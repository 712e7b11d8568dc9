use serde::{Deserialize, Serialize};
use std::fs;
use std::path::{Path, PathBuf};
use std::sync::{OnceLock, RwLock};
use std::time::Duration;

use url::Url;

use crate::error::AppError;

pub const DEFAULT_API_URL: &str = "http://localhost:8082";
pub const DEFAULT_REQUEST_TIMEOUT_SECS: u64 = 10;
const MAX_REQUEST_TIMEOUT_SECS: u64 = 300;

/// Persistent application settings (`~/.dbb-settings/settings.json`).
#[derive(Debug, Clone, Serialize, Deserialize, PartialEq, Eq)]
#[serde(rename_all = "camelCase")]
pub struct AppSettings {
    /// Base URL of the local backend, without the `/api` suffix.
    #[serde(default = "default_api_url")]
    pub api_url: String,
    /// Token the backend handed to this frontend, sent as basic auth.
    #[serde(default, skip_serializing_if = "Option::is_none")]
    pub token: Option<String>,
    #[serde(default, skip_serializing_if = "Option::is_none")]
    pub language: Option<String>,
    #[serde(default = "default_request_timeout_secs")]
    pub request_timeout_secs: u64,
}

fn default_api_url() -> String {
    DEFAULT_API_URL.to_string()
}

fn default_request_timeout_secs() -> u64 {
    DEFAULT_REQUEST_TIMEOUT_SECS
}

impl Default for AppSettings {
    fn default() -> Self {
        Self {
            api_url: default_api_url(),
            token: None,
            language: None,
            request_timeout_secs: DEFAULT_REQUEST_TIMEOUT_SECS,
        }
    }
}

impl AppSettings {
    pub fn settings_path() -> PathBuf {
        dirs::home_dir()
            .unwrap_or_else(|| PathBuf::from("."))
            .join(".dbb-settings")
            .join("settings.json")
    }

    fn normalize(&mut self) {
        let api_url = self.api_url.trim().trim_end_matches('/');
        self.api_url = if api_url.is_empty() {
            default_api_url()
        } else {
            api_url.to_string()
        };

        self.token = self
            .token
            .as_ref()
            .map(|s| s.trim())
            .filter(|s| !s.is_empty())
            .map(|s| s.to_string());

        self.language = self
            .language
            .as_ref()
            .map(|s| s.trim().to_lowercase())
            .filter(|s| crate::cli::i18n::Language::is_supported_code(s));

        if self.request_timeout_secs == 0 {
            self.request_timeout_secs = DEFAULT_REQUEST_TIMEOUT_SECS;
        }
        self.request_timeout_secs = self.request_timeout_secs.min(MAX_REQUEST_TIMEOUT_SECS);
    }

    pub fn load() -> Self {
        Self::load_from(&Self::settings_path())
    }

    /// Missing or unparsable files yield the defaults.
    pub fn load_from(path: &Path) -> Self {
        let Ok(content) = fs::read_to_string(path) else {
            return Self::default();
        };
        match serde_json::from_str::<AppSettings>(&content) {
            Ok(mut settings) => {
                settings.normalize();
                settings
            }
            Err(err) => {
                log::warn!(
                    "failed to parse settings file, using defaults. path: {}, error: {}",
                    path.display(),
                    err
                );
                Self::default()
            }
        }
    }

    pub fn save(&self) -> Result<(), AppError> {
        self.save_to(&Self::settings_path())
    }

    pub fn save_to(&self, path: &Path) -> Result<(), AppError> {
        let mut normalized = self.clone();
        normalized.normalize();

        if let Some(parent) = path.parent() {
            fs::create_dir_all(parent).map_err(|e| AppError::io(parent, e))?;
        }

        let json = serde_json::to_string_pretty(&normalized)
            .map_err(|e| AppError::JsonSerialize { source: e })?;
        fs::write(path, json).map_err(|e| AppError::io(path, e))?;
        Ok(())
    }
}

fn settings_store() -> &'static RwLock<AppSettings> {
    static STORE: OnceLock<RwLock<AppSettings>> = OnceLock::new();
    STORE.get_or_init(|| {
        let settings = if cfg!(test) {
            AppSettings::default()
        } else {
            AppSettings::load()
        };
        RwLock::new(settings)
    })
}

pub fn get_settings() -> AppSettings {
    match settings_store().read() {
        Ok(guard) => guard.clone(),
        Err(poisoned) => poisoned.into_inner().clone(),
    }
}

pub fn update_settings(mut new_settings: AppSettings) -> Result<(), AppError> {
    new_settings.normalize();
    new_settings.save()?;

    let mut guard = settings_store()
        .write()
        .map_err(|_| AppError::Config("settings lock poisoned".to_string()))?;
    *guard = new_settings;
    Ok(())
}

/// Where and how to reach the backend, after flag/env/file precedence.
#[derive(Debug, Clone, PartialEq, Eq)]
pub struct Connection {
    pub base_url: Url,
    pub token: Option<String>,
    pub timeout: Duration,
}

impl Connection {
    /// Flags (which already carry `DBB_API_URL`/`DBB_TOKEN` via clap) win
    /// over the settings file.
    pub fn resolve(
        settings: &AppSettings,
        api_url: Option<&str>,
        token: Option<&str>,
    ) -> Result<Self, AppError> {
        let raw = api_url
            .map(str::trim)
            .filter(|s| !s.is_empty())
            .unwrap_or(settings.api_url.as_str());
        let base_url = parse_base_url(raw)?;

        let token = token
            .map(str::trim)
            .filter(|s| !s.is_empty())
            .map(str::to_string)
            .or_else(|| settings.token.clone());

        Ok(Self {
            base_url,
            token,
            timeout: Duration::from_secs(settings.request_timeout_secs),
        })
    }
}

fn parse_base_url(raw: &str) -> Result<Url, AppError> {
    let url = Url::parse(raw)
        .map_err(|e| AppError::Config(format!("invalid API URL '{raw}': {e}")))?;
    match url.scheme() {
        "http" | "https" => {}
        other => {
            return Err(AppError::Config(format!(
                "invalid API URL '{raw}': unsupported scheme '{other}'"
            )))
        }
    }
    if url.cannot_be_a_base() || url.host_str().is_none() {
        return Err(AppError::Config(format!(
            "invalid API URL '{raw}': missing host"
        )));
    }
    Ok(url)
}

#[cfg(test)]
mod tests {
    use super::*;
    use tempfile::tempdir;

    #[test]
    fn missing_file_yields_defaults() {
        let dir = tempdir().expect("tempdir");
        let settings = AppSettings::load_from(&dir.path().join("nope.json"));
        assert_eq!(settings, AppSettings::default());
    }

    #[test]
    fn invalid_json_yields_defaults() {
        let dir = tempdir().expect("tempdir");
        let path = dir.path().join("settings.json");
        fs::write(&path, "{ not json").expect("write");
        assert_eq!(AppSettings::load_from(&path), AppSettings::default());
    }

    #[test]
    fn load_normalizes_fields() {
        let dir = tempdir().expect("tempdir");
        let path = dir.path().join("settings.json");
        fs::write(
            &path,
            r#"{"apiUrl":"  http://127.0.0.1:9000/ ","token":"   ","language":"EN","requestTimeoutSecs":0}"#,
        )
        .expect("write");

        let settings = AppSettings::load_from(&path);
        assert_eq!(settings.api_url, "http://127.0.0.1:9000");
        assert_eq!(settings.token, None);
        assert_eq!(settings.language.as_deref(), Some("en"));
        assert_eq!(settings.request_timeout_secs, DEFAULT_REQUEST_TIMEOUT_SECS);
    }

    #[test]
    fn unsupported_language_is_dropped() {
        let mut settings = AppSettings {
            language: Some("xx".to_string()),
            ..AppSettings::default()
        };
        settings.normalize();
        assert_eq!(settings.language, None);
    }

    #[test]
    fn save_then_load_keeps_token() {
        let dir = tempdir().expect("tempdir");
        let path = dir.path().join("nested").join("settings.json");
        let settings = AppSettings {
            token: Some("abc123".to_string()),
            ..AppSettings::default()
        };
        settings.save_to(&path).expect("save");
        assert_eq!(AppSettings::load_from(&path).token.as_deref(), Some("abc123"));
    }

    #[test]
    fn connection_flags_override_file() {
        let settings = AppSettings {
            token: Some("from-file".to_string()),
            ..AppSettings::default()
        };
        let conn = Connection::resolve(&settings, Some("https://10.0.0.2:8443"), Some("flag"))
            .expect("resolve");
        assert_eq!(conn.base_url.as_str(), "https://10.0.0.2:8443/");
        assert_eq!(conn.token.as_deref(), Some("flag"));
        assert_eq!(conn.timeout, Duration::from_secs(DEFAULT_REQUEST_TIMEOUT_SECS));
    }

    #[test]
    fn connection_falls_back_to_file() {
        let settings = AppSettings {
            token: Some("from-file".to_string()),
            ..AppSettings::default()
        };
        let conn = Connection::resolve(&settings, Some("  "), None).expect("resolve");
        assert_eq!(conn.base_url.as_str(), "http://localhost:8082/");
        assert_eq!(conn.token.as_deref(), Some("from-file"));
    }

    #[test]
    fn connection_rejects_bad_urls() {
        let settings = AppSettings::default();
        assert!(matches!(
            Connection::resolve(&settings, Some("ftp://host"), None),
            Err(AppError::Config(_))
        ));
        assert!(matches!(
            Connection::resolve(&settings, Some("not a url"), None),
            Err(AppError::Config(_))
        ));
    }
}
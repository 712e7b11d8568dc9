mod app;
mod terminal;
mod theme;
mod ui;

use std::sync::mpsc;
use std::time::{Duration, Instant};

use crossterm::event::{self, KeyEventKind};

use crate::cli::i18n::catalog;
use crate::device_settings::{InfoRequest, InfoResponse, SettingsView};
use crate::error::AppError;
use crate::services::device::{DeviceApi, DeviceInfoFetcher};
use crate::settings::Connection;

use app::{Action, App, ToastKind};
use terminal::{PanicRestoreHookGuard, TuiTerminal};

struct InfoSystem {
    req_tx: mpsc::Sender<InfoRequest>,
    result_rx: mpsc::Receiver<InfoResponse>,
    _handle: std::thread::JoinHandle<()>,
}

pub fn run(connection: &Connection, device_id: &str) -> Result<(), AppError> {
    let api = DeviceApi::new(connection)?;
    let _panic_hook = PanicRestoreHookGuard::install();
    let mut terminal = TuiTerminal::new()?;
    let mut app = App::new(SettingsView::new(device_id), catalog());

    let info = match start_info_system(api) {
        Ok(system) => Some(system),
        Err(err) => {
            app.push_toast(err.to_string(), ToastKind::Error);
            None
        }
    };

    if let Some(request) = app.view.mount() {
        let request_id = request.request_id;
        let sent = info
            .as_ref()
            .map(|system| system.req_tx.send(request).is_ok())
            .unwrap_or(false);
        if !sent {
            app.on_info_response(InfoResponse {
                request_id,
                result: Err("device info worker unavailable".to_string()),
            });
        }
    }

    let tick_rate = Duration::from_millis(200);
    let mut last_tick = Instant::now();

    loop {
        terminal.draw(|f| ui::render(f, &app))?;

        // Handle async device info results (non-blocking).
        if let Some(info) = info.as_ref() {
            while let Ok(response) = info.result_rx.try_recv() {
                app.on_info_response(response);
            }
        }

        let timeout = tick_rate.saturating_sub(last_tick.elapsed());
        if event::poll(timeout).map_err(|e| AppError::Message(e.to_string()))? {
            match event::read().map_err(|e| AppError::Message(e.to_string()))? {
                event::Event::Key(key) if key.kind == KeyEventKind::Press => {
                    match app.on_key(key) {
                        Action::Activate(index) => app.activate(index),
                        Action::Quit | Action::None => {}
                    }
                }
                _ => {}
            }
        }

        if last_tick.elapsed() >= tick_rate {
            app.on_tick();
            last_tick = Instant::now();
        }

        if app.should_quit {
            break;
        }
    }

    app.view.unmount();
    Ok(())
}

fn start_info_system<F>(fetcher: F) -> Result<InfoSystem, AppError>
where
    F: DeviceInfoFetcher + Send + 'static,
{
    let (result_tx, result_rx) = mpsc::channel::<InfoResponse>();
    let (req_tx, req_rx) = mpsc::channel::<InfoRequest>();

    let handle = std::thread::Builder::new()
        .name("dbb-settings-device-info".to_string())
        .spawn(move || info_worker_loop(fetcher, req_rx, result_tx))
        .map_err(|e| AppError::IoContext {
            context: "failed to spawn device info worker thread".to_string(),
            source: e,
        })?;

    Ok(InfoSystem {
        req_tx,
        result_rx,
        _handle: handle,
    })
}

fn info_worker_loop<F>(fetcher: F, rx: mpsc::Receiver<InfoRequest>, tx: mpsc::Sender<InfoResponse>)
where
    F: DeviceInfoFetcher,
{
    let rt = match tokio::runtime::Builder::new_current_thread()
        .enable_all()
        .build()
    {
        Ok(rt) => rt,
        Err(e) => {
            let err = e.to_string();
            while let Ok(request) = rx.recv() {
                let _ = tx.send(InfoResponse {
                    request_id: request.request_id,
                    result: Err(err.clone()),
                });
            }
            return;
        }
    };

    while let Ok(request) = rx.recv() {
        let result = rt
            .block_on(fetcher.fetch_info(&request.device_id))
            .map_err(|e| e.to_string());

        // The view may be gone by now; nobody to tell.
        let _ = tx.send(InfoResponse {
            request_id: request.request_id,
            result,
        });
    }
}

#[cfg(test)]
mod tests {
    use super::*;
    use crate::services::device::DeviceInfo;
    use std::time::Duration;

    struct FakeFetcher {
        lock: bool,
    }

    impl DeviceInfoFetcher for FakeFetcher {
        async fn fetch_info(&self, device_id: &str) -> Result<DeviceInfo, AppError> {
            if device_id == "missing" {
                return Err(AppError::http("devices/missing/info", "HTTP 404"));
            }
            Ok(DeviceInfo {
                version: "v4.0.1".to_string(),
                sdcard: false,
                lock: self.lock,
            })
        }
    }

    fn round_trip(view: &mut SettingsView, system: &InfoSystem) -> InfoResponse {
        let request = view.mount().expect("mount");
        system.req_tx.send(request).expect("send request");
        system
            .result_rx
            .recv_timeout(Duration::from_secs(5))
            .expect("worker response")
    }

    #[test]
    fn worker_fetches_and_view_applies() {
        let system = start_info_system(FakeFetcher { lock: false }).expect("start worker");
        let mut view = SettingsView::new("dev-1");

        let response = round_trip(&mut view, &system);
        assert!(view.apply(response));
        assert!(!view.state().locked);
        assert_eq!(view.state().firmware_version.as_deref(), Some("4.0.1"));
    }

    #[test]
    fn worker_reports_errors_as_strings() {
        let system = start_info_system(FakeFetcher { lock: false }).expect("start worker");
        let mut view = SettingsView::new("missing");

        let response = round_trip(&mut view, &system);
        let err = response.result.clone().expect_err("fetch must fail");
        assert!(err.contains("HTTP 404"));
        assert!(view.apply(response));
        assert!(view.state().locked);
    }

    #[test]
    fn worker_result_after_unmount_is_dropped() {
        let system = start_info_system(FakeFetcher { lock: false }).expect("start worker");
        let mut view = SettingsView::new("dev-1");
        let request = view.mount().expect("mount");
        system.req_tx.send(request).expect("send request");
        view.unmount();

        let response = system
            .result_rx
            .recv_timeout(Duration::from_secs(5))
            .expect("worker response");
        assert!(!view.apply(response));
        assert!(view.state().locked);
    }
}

┄┄┄┄┄┄

• **EXERCISE DETAILS**: Report each line above that includes the string "return".

• **ANSWER SECTION**:
            return Self::default();
            return Err(AppError::Config(format!(
        return Err(AppError::Config(format!(
            return;
                return Err(AppError::http("devices/missing/info", "HTTP 404"));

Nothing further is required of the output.